The problem =
Search the records for the string "already", and show each line where it appears.

Source data =
-=-=-

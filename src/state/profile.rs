//! Profile page edit mode.
//!
//! DESIGN
//! ======
//! Two states, `Viewing` and `Editing`, with an explicit `saving` marker while
//! a commit is in flight. A failed save keeps the draft in `Editing` so the
//! user can retry; only a successful save returns to `Viewing`.

#[cfg(test)]
#[path = "profile_test.rs"]
mod profile_test;

use crate::net::types::{AuthUser, ProfileUpdate};
use crate::util::validate::{ValidationError, validate_profile_draft};

/// Editable copy of the user's name and email.
#[derive(Clone, Debug, Default, PartialEq, Eq)]
pub struct ProfileDraft {
    pub full_name: String,
    pub email: String,
}

impl ProfileDraft {
    #[must_use]
    pub fn from_user(user: Option<&AuthUser>) -> Self {
        user.map_or_else(Self::default, |u| Self { full_name: u.full_name.clone(), email: u.email.clone() })
    }

    /// The update a commit submits: trimmed name and email.
    #[must_use]
    pub fn to_update(&self) -> ProfileUpdate {
        ProfileUpdate::details(self.full_name.trim().to_owned(), self.email.trim().to_owned())
    }
}

#[derive(Clone, Debug, Default, PartialEq, Eq)]
pub enum ProfileMode {
    #[default]
    Viewing,
    Editing(ProfileDraft),
}

/// Why a commit did not produce a request.
#[derive(Clone, Debug, PartialEq, Eq, thiserror::Error)]
pub enum CommitError {
    #[error("profile is not being edited")]
    NotEditing,
    #[error("profile save already in progress")]
    Saving,
    #[error(transparent)]
    Invalid(#[from] ValidationError),
}

#[derive(Clone, Debug, Default, PartialEq, Eq)]
pub struct ProfileEditor {
    mode: ProfileMode,
    saving: bool,
}

impl ProfileEditor {
    #[must_use]
    pub fn mode(&self) -> &ProfileMode {
        &self.mode
    }

    #[must_use]
    pub fn is_editing(&self) -> bool {
        matches!(self.mode, ProfileMode::Editing(_))
    }

    #[must_use]
    pub fn is_saving(&self) -> bool {
        self.saving
    }

    #[must_use]
    pub fn draft(&self) -> Option<&ProfileDraft> {
        match &self.mode {
            ProfileMode::Editing(draft) => Some(draft),
            ProfileMode::Viewing => None,
        }
    }

    /// `Viewing -> Editing`, seeding the draft from the current user.
    /// Ignored when already editing so an open draft is never clobbered.
    pub fn begin_edit(&mut self, user: Option<&AuthUser>) {
        if matches!(self.mode, ProfileMode::Viewing) {
            self.mode = ProfileMode::Editing(ProfileDraft::from_user(user));
        }
    }

    pub fn set_full_name(&mut self, value: String) {
        if let ProfileMode::Editing(draft) = &mut self.mode {
            draft.full_name = value;
        }
    }

    pub fn set_email(&mut self, value: String) {
        if let ProfileMode::Editing(draft) = &mut self.mode {
            draft.email = value;
        }
    }

    /// `Editing -> Viewing`, discarding the draft. Refused while saving.
    /// Returns whether the transition happened.
    pub fn cancel(&mut self) -> bool {
        if self.saving || !self.is_editing() {
            return false;
        }
        self.mode = ProfileMode::Viewing;
        true
    }

    /// Start a save: validate the draft and mark it in flight.
    ///
    /// # Errors
    ///
    /// Fails when not editing, when a save is already running, or when the
    /// draft breaks a validation rule. None of these change state.
    pub fn commit(&mut self) -> Result<ProfileUpdate, CommitError> {
        let ProfileMode::Editing(draft) = &self.mode else {
            return Err(CommitError::NotEditing);
        };
        if self.saving {
            return Err(CommitError::Saving);
        }
        validate_profile_draft(draft)?;
        let update = draft.to_update();
        self.saving = true;
        Ok(update)
    }

    /// Finish a save started by [`ProfileEditor::commit`].
    pub fn settle(&mut self, succeeded: bool) {
        self.saving = false;
        if succeeded {
            self.mode = ProfileMode::Viewing;
        }
    }
}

-=-=-

Solved problem =
    #[error("profile save already in progress")]
    /// Ignored when already editing so an open draft is never clobbered.
    /// Fails when not editing, when a save is already running, or when the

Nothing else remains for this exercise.